Task item - Filter the records below for the word "PricelensError". Keep each line that has it.
[Provided data Boundary: Start]
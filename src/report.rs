//! Report assembly shared by the CLI: flag overrides on top of the loaded
//! configuration, and the stacked scale report.

use crate::error::Result;
use crate::overlap::OverlapOptions;
use pricelens_visualization::{
    ChartLayout, ScalingOptions, ScalingStrategy, StackedBarData, StackedBarLayout,
};
use serde::Serialize;

/// Flags that override `[overlap]` configuration
#[derive(Debug, Clone, Default)]
pub struct OverlapOverrides {
    pub currency: Option<String>,
    pub tolerance: Option<f64>,
}

impl OverlapOverrides {
    /// Apply the set flags over `base`; unset flags keep the configured value
    pub fn apply(&self, base: OverlapOptions) -> OverlapOptions {
        let mut options = base;
        if let Some(currency) = &self.currency {
            options = options.with_currency(currency);
        }
        if let Some(tolerance) = self.tolerance {
            options = options.with_tolerance(tolerance);
        }
        options
    }
}

/// Flags that override `[scaling]` configuration and chart layout
#[derive(Debug, Clone, Default)]
pub struct ScaleOverrides {
    pub keys: Vec<String>,
    pub strategy: Option<ScalingStrategy>,
    pub max_value: Option<f64>,
    pub padding: Option<f64>,
    pub min_scale: Option<f64>,
    pub tick_count: Option<usize>,
}

impl ScaleOverrides {
    pub fn apply(&self, base: ScalingOptions) -> ScalingOptions {
        let mut options = base;
        if let Some(strategy) = self.strategy {
            options = options.with_strategy(strategy);
        }
        if let Some(max_value) = self.max_value {
            options = options.with_max_value(max_value);
        }
        if let Some(padding) = self.padding {
            options = options.with_padding(padding);
        }
        if let Some(min_scale) = self.min_scale {
            options = options.with_min_scale(min_scale);
        }
        options
    }

    /// Keys given on the command line win; otherwise the configured ones
    pub fn value_keys(&self, configured: &[String]) -> Vec<String> {
        if self.keys.is_empty() {
            configured.to_vec()
        } else {
            self.keys.clone()
        }
    }

    pub fn chart_layout(&self) -> ChartLayout {
        let mut chart = ChartLayout::default();
        if let Some(tick_count) = self.tick_count {
            chart.value_axis.tick_count = tick_count;
        }
        chart
    }
}

/// Stacked bar geometry plus the value axis ticks for its scale
#[derive(Debug, Clone, Serialize)]
pub struct ScaleReport {
    #[serde(flatten)]
    pub layout: StackedBarLayout,
    pub ticks: Vec<f64>,
}

/// Lay out `rows` and compute the axis ticks from `chart`.
///
/// Empty rows or keys surface as `PricelensError::Scaling`.
pub fn build_scale_report(
    rows: &[StackedBarData],
    label_key: Option<&str>,
    value_keys: &[String],
    options: &ScalingOptions,
    chart: &ChartLayout,
) -> Result<ScaleReport> {
    let layout = StackedBarLayout::new(rows, label_key, value_keys, options)?;
    let ticks = chart.value_ticks(layout.max_value);
    Ok(ScaleReport { layout, ticks })
}

#[cfg(test)]
mod tests {
    use super::*;
    use crate::error::PricelensError;
    use pricelens_visualization::VisualizationError;

    fn rows() -> Vec<StackedBarData> {
        vec![
            StackedBarData::new()
                .with_text("month", "Jan")
                .with_number("a", 40.0)
                .with_number("b", 60.0),
            StackedBarData::new()
                .with_text("month", "Feb")
                .with_number("a", 80.0)
                .with_number("b", 120.0),
        ]
    }

    #[test]
    fn test_overlap_flags_override_config() {
        let configured = OverlapOptions::default()
            .with_currency("USD")
            .with_tolerance(2.0);

        let untouched = OverlapOverrides::default().apply(configured.clone());
        assert_eq!(untouched, configured);

        let overrides = OverlapOverrides {
            currency: Some("EUR".to_string()),
            tolerance: None,
        };
        let merged = overrides.apply(configured);
        assert_eq!(merged.currency.as_deref(), Some("EUR"));
        assert!(merged.require_same_currency);
        assert_eq!(merged.equality_tolerance_pct, 2.0);
    }

    #[test]
    fn test_scale_flags_override_config() {
        let configured = ScalingOptions::fixed(500.0).with_min_scale(50.0);
        let overrides = ScaleOverrides {
            strategy: Some(ScalingStrategy::Hybrid),
            padding: Some(1.25),
            ..ScaleOverrides::default()
        };
        let merged = overrides.apply(configured);

        assert_eq!(merged.strategy, ScalingStrategy::Hybrid);
        assert_eq!(merged.max_value, Some(500.0));
        assert_eq!(merged.padding, Some(1.25));
        assert_eq!(merged.min_scale, 50.0);
    }

    #[test]
    fn test_value_keys_precedence() {
        let configured = vec!["a".to_string(), "b".to_string()];
        assert_eq!(ScaleOverrides::default().value_keys(&configured), configured);

        let overrides = ScaleOverrides {
            keys: vec!["c".to_string()],
            ..ScaleOverrides::default()
        };
        assert_eq!(overrides.value_keys(&configured), vec!["c".to_string()]);
    }

    #[test]
    fn test_scale_report_uses_tick_count() {
        let keys = vec!["a".to_string(), "b".to_string()];
        let overrides = ScaleOverrides {
            tick_count: Some(4),
            ..ScaleOverrides::default()
        };
        let report = build_scale_report(
            &rows(),
            Some("month"),
            &keys,
            &ScalingOptions::default(),
            &overrides.chart_layout(),
        )
        .unwrap();

        assert_eq!(report.layout.max_value, 200.0);
        assert_eq!(report.ticks, vec![0.0, 50.0, 100.0, 150.0, 200.0]);

        let default_ticks = build_scale_report(
            &rows(),
            None,
            &keys,
            &ScalingOptions::default(),
            &ChartLayout::default(),
        )
        .unwrap()
        .ticks;
        assert_eq!(default_ticks.len(), 6);
    }

    #[test]
    fn test_scale_report_errors_are_scaling_errors() {
        let err = build_scale_report(
            &rows(),
            None,
            &[],
            &ScalingOptions::default(),
            &ChartLayout::default(),
        )
        .unwrap_err();
        assert!(matches!(
            err,
            PricelensError::Scaling(VisualizationError::EmptyValueKeys)
        ));

        let err = build_scale_report(
            &[],
            None,
            &["a".to_string()],
            &ScalingOptions::default(),
            &ChartLayout::default(),
        )
        .unwrap_err();
        assert!(matches!(err, PricelensError::Scaling(VisualizationError::EmptyData)));
    }
}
[Provided data Boundary: End]
Answer to this task -
/// Empty rows or keys surface as `PricelensError::Scaling`.
    use crate::error::PricelensError;
            PricelensError::Scaling(VisualizationError::EmptyValueKeys)
        assert!(matches!(err, PricelensError::Scaling(VisualizationError::EmptyData)));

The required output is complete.